Although long after midnight, he numbered among his acquaintanceship, many whom he could find far from Slumber-land. His steps led to the apartment of a certain theatrical manager, whom he found engaged in a lively tournament of the chips, jousting with two leading men, one playwright, a composer and a merchant prince. The latter, of course, was winning. The host, contributing both chips and bottled cheer, was far from optimistic until the arrival of the club man.
“A live one abaft the mizzen!” exclaimed Dick Holloway, “Here's Shirley sent by Heaven to join us. After all I hope to pay my next month's rent.”
Noisily welcomed by the victims of mercantile prowess, he apologetically declined to flirt with Dame Fortune, pleading a business purpose.
“Business, Monty! By the shade of Shakspeare! I never knew you to look at business, except to prevent it running you down like a Fourth Avenue mail bus.”
“It is in the interest of science,” said Shirley, drawing the manager aside, “an experiment—”
“Fudge on science. You interrupt a game at this time of night!”
“But it means money. I am willing to pay.”
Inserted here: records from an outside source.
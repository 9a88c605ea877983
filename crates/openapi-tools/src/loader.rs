//! Spec acquisition: fetch or read the document text, then parse it.

use crate::document::ApiDocument;
use crate::error::{OpenApiToolsError, Result};
use crate::http::sanitize_reqwest_error;
use reqwest::Client;

/// Whether `location` is fetched over HTTP rather than read from disk.
#[must_use]
pub fn is_remote(location: &str) -> bool {
    location.starts_with("http")
}

/// Load and parse the document at `location` (URL or file path).
///
/// # Errors
///
/// Returns `SpecFetch`/`SpecReadBody` for remote failures (including non-2xx responses),
/// `SpecReadFile` for local I/O failures and `SpecParse` when the text is not a document with a
/// `paths` mapping.
pub async fn load_document(location: &str, client: &Client) -> Result<ApiDocument> {
    let text = if is_remote(location) {
        tracing::info!("Fetching OpenAPI spec from {}", location);
        fetch(location, client).await?
    } else {
        tracing::info!("Loading OpenAPI spec from {}", location);
        tokio::fs::read_to_string(location)
            .await
            .map_err(|e| OpenApiToolsError::SpecReadFile {
                path: location.to_string(),
                source: e,
            })?
    };

    parse_document(&text, location)
}

async fn fetch(url: &str, client: &Client) -> Result<String> {
    let fetch_error = |e: &reqwest::Error| OpenApiToolsError::SpecFetch {
        url: url.to_string(),
        message: sanitize_reqwest_error(e),
    };

    let response = client
        .get(url)
        .send()
        .await
        .map_err(|e| fetch_error(&e))?
        .error_for_status()
        .map_err(|e| fetch_error(&e))?;

    response
        .text()
        .await
        .map_err(|e| OpenApiToolsError::SpecReadBody {
            url: url.to_string(),
            message: sanitize_reqwest_error(&e),
        })
}

/// Parse document text. JSON is a subset of YAML, so one parser covers both.
///
/// # Errors
///
/// Returns [`OpenApiToolsError::SpecParse`] when the text does not parse into a document.
pub fn parse_document(text: &str, location: &str) -> Result<ApiDocument> {
    serde_yaml::from_str(text).map_err(|e| OpenApiToolsError::SpecParse {
        location: location.to_string(),
        source: e,
    })
}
“Ah, Monty, money should never come between friends, and so I retract: with three failures this season, because the public doesn't appreciate art.”
“It's about moving pictures. I know that you have floated a syndicate for big productions. Do you work night and day?”
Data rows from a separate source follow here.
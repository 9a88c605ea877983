use anyhow::Context as _;
use serde_json::{Value, json};
use std::path::Path;
use std::process::Stdio;
use std::time::Duration;
use tokio::io::{AsyncBufReadExt as _, AsyncWriteExt as _, BufReader, Lines};
use tokio::process::{Child, ChildStdin, ChildStdout, Command};

pub const BIN: &str = env!("CARGO_BIN_EXE_openapi-mcp-server");

/// Write `spec` into `dir` and return its path.
pub fn write_spec(dir: &Path, spec: &str) -> anyhow::Result<std::path::PathBuf> {
    let path = dir.join("openapi.yaml");
    std::fs::write(&path, spec).context("write spec")?;
    Ok(path)
}

/// Minimal MCP client speaking newline-delimited JSON-RPC to the server's stdio.
///
/// Exists only for integration tests.
pub struct McpStdioSession {
    _child: Child,
    stdin: ChildStdin,
    stdout: Lines<BufReader<ChildStdout>>,
}

impl McpStdioSession {
    pub async fn spawn(args: &[&str]) -> anyhow::Result<Self> {
        let mut child = Command::new(BIN)
            .args(args)
            .stdin(Stdio::piped())
            .stdout(Stdio::piped())
            .stderr(Stdio::inherit())
            .kill_on_drop(true)
            .spawn()
            .context("spawn openapi-mcp-server")?;

        let stdin = child.stdin.take().context("child stdin")?;
        let stdout = child.stdout.take().context("child stdout")?;

        let mut session = Self {
            _child: child,
            stdin,
            stdout: BufReader::new(stdout).lines(),
        };

        let init = session
            .request(
                0,
                "initialize",
                json!({
                    "protocolVersion": "2024-11-05",
                    "capabilities": {},
                    "clientInfo": { "name": "openapi-mcp-server-integration-tests", "version": "0" }
                }),
                Duration::from_secs(20),
            )
            .await?;
        anyhow::ensure!(init.get("result").is_some(), "initialize failed: {init}");

        session
            .send(&json!({"jsonrpc": "2.0", "method": "notifications/initialized"}))
            .await?;

        Ok(session)
    }

    pub async fn send(&mut self, msg: &Value) -> anyhow::Result<()> {
        let mut line = msg.to_string();
        line.push('\n');
        self.stdin
            .write_all(line.as_bytes())
            .await
            .context("write to server stdin")?;
        self.stdin.flush().await.context("flush server stdin")?;
        Ok(())
    }

    /// Send a request and wait for the response with the same id, skipping notifications.
    pub async fn request(
        &mut self,
        id: u64,
        method: &str,
        params: Value,
        timeout_dur: Duration,
    ) -> anyhow::Result<Value> {
        self.send(&json!({
            "jsonrpc": "2.0",
            "id": id,
            "method": method,
            "params": params,
        }))
        .await?;

        tokio::time::timeout(timeout_dur, async {
            loop {
                let line = self
                    .stdout
                    .next_line()
                    .await
                    .context("read server stdout")?
                    .context("server closed stdout")?;
                let msg: Value = serde_json::from_str(&line)
                    .with_context(|| format!("non-JSON line on stdout: {line}"))?;
                if msg.get("id") == Some(&json!(id)) {
                    return Ok(msg);
                }
            }
        })
        .await
        .context("timeout waiting for response")?
    }
}

/// Parse the single text block of a `tools/call` result as JSON.
pub fn tool_call_text_json(msg: &Value) -> anyhow::Result<Value> {
    let text = msg
        .get("result")
        .and_then(|r| r.get("content"))
        .and_then(|c| c.get(0))
        .and_then(|c| c.get("text"))
        .and_then(Value::as_str)
        .context("tools/call missing result.content[0].text")?;
    serde_json::from_str(text).context("tool text is not JSON")
}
“An investment? Heaven bless you! Come into my bedroom and we'll arrange things of course, we work at night. Just this minute they are producing the 'Bartered Bride' in six reels and eighteen thrills a foot. A magnificently equipped studio, the public yelling for more how much have you?”
“Not so fast, Dick. It's merely some special work tonight, what you would call trick photography. I need a photographer, some lights, a little space, a microscopic lens and the complete developing during the night. And, I'll pay cash, as I have done with some suspicious poker losses in this temple of the muses on bygone evenings. Which, I may urge with gentle sarcasm is more than I have frequently received at your hands.”
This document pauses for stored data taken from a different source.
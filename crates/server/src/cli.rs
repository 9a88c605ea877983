//! Command line and config file handling.
//!
//! Precedence: flags (and their environment variables) over the `--config` file over defaults.

use crate::error::ServerError;
use crate::telemetry::LogFormat;
use clap::Parser;
use openapi_mcp_tools::config::{BridgeConfig, PathRecovery};
use std::path::PathBuf;
use std::str::FromStr;

#[derive(Debug, Parser)]
#[command(name = "openapi-mcp-server")]
#[command(version)]
#[command(about = "Serve an OpenAPI-described HTTP API as MCP tools over stdio")]
pub struct Cli {
    /// YAML or JSON config file (camelCase keys).
    #[arg(long, env = "OPENAPI_MCP_CONFIG")]
    pub config: Option<PathBuf>,

    /// OpenAPI spec location: URL (anything starting with `http`) or file path.
    #[arg(long, env = "OPENAPI_SPEC_PATH")]
    pub spec: Option<String>,

    /// Base URL for outbound calls. Defaults to the spec's first server.
    #[arg(long, env = "API_BASE_URL")]
    pub base_url: Option<String>,

    #[arg(long, env = "API_KEY", hide_env_values = true)]
    pub api_key: Option<String>,

    /// Header carrying the API key (default `X-API-Key`).
    #[arg(long)]
    pub api_key_header: Option<String>,

    /// Extra static header, repeatable. The value may contain commas.
    #[arg(long = "header", value_name = "NAME:VALUE")]
    pub headers: Vec<HeaderArg>,

    /// Comma-separated `NAME:VALUE` list, applied before `--header`.
    #[arg(long, env = "API_HEADERS", value_name = "LIST")]
    pub api_headers: Option<HeaderList>,

    #[arg(long, env = "SERVER_NAME")]
    pub server_name: Option<String>,

    #[arg(long, env = "SERVER_VERSION")]
    pub server_version: Option<String>,

    /// `identifier` (recover the route from the tool identifier) or `exact`.
    #[arg(long)]
    pub path_recovery: Option<PathRecovery>,

    /// Fill `{param}` placeholders from arguments (requires `--path-recovery exact`).
    /// Bare flag means `true`; `--substitute-path-params=false` overrides the config file.
    #[arg(long, num_args = 0..=1, default_missing_value = "true", value_name = "BOOL")]
    pub substitute_path_params: Option<bool>,

    /// Per-request timeout in seconds (0 = none).
    #[arg(long)]
    pub timeout_secs: Option<u64>,

    /// Tracing filter, e.g. `debug` or `openapi_mcp_tools=trace`. Overrides `RUST_LOG`.
    #[arg(long)]
    pub log_level: Option<String>,

    #[arg(long, value_enum, default_value_t = LogFormat::Text)]
    pub log_format: LogFormat,
}

/// `NAME:VALUE` header argument.
#[derive(Debug, Clone, PartialEq, Eq)]
pub struct HeaderArg {
    pub name: String,
    pub value: String,
}

impl FromStr for HeaderArg {
    type Err = String;

    fn from_str(s: &str) -> Result<Self, Self::Err> {
        let (name, value) = s
            .split_once(':')
            .ok_or_else(|| format!("invalid header '{s}': expected NAME:VALUE"))?;
        let name = name.trim();
        if name.is_empty() {
            return Err(format!("invalid header '{s}': empty name"));
        }
        Ok(Self {
            name: name.to_string(),
            value: value.trim().to_string(),
        })
    }
}

/// `API_HEADERS` list: `NAME:VALUE[,NAME:VALUE...]`.
///
/// A segment without `:` continues the previous value, so `Accept:a/b,c/d` is one header.
#[derive(Debug, Clone, PartialEq, Eq, Default)]
pub struct HeaderList(pub Vec<HeaderArg>);

impl FromStr for HeaderList {
    type Err = String;

    fn from_str(s: &str) -> Result<Self, Self::Err> {
        let mut headers: Vec<HeaderArg> = Vec::new();
        for segment in s.split(',') {
            if segment.trim().is_empty() {
                continue;
            }
            match headers.last_mut() {
                Some(prev) if !segment.contains(':') => {
                    prev.value.push(',');
                    prev.value.push_str(segment.trim());
                }
                _ => headers.push(segment.parse()?),
            }
        }
        Ok(Self(headers))
    }
}

impl Cli {
    /// Merge the config file (if any) with command line overrides.
    ///
    /// # Errors
    ///
    /// Returns an error if the config file cannot be read or parsed, or if no spec location is
    /// configured anywhere.
    pub fn resolve_config(&self) -> Result<BridgeConfig, ServerError> {
        let mut config = match &self.config {
            Some(path) => load_config_file(path)?,
            None => BridgeConfig::default(),
        };
        self.apply_overrides(&mut config);

        if config.spec.trim().is_empty() {
            return Err(ServerError::MissingSpec);
        }
        Ok(config)
    }

    fn apply_overrides(&self, config: &mut BridgeConfig) {
        if let Some(spec) = &self.spec {
            config.spec.clone_from(spec);
        }
        if let Some(base_url) = &self.base_url {
            config.base_url = Some(base_url.clone());
        }
        if let Some(api_key) = &self.api_key {
            config.api_key = Some(api_key.clone());
        }
        if let Some(header) = &self.api_key_header {
            config.api_key_header.clone_from(header);
        }
        let from_env = self.api_headers.iter().flat_map(|list| &list.0);
        for h in from_env.chain(&self.headers) {
            config.headers.insert(h.name.clone(), h.value.clone());
        }
        if let Some(name) = &self.server_name {
            config.name.clone_from(name);
        }
        if let Some(version) = &self.server_version {
            config.version.clone_from(version);
        }
        if let Some(mode) = self.path_recovery {
            config.path_recovery = mode;
        }
        if let Some(on) = self.substitute_path_params {
            config.substitute_path_params = on;
        }
        if let Some(secs) = self.timeout_secs {
            config.timeout_secs = Some(secs);
        }
    }
}

fn load_config_file(path: &std::path::Path) -> Result<BridgeConfig, ServerError> {
    let text = std::fs::read_to_string(path).map_err(|e| ServerError::ConfigRead {
        path: path.to_path_buf(),
        source: e,
    })?;
    serde_yaml::from_str(&text).map_err(|e| ServerError::ConfigParse {
        path: path.to_path_buf(),
        source: e,
    })
}
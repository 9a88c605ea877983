//! OpenAPI -> MCP tool bridge.
//!
//! The crate has two halves that run in order:
//! - the compiler (`document`, `loader`, `naming`, `compiler`) turns an `OpenAPI` document into
//!   an immutable [`registry::Registry`] of tool descriptors, once, at startup;
//! - the dispatcher (`dispatcher`, `http`) resolves `tools/call` requests against that registry
//!   and performs exactly one outbound HTTP call per invocation.
//!
//! [`runtime::OpenApiBridge`] wires both halves together from a [`config::BridgeConfig`].
//! MCP transport (stdio framing) lives in the server crate.

pub mod compiler;
pub mod config;
pub mod dispatcher;
pub mod document;
pub mod error;
pub mod http;
pub mod loader;
pub mod naming;
pub mod registry;
pub mod runtime;
pub mod semantics;
use chrono::{NaiveDate, NaiveDateTime};
use rust_decimal::Decimal;
use serde::Serialize;

use crate::{
    ledger::domain::{self},
    models,
};

/// A stored transaction. The amount is rendered as a decimal string, eg
/// `"50.00"`.
#[derive(Serialize)]
pub struct Transaction {
    pub id: i32,
    pub description: String,
    pub amount: Decimal,
    #[serde(rename = "type")]
    pub kind: String,
    pub category: String,
    pub date: NaiveDate,
    pub created_at: Option<NaiveDateTime>,
    pub updated_at: Option<NaiveDateTime>,
}

impl From<&models::ledger::Transaction> for Transaction {
    fn from(transaction: &models::ledger::Transaction) -> Self {
        Self {
            id: transaction.id,
            description: transaction.description.clone(),
            amount: transaction.amount,
            kind: transaction.kind.clone(),
            category: transaction.category.clone(),
            date: transaction.date,
            created_at: transaction.created_at,
            updated_at: transaction.updated_at,
        }
    }
}

#[derive(Serialize)]
pub struct TransactionCount {
    pub count: i64,
}

#[derive(Serialize)]
pub struct BulkInsertResult {
    pub message: &'static str,
    pub count: usize,
    pub transactions: Vec<Transaction>,
    pub failed: Vec<domain::transactions::BulkInsertFailure>,
}

impl From<&domain::transactions::BulkInsertOutcome> for BulkInsertResult {
    fn from(outcome: &domain::transactions::BulkInsertOutcome) -> Self {
        Self {
            message: "Transactions processed",
            count: outcome.inserted.len(),
            transactions: outcome.inserted.iter().map(Transaction::from).collect(),
            failed: outcome.failed.clone(),
        }
    }
}

#[derive(Serialize)]
pub struct CategoryTotal {
    pub category: String,
    #[serde(with = "rust_decimal::serde::float")]
    pub total: Decimal,
}

/// Totals are rendered as JSON numbers.
#[derive(Serialize)]
#[serde(rename_all = "camelCase")]
pub struct Statistics {
    #[serde(with = "rust_decimal::serde::float")]
    pub total_income: Decimal,
    #[serde(with = "rust_decimal::serde::float")]
    pub total_expense: Decimal,
    #[serde(with = "rust_decimal::serde::float")]
    pub balance: Decimal,
    pub categories: Vec<CategoryTotal>,
}

impl From<&domain::statistics::Statistics> for Statistics {
    fn from(statistics: &domain::statistics::Statistics) -> Self {
        Self {
            total_income: statistics.total_income(),
            total_expense: statistics.total_expense(),
            balance: statistics.balance(),
            categories: statistics
                .categories()
                .iter()
                .map(|category| CategoryTotal {
                    category: category.category.clone(),
                    total: category.total,
                })
                .collect(),
        }
    }
}
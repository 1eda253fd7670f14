use axum::http::StatusCode;
use axum::response::{IntoResponse, Response};
use axum::Json;
use serde::Serialize;

use crate::ledger::domain::transactions::BulkInsertRequestError;

/// Errors returned by request handlers.
///
/// The only bad request is a bulk insert body without a `transactions` array.
/// Database errors are passed to the client verbatim. Handlers are expected to
/// log them before converting them.
#[derive(Debug)]
pub enum ApiError {
    BadRequest(String),
    Database(anyhow::Error),
}

impl IntoResponse for ApiError {
    fn into_response(self) -> Response {
        match self {
            Self::BadRequest(error) => {
                (StatusCode::BAD_REQUEST, Json(ErrorRep { error })).into_response()
            }
            Self::Database(error) => (
                StatusCode::INTERNAL_SERVER_ERROR,
                Json(ErrorRep {
                    error: error.to_string(),
                }),
            )
                .into_response(),
        }
    }
}

impl From<anyhow::Error> for ApiError {
    fn from(error: anyhow::Error) -> Self {
        Self::Database(error)
    }
}

impl From<BulkInsertRequestError> for ApiError {
    fn from(error: BulkInsertRequestError) -> Self {
        Self::BadRequest(error.to_string())
    }
}

pub type ApiResponse<T> = Result<T, ApiError>;

#[derive(Serialize)]
pub struct ErrorRep {
    pub error: String,
}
“Touche!” laughed Holloway. “I'll write a note to the studio manager—he's there now, and will do what you want. You could have your picture completed by morning with a little financial coaxing applied in the right place. Come to the library table. Go on with the game, boys, it will save me a little.”
The potentate of dry goods was drawing in his winnings, as Shirley leaned over Holloway's shoulder to dictate the missive. Suddenly a revolver shot rang out from the window, and a bullet crashed into the wall behind Shirley's head.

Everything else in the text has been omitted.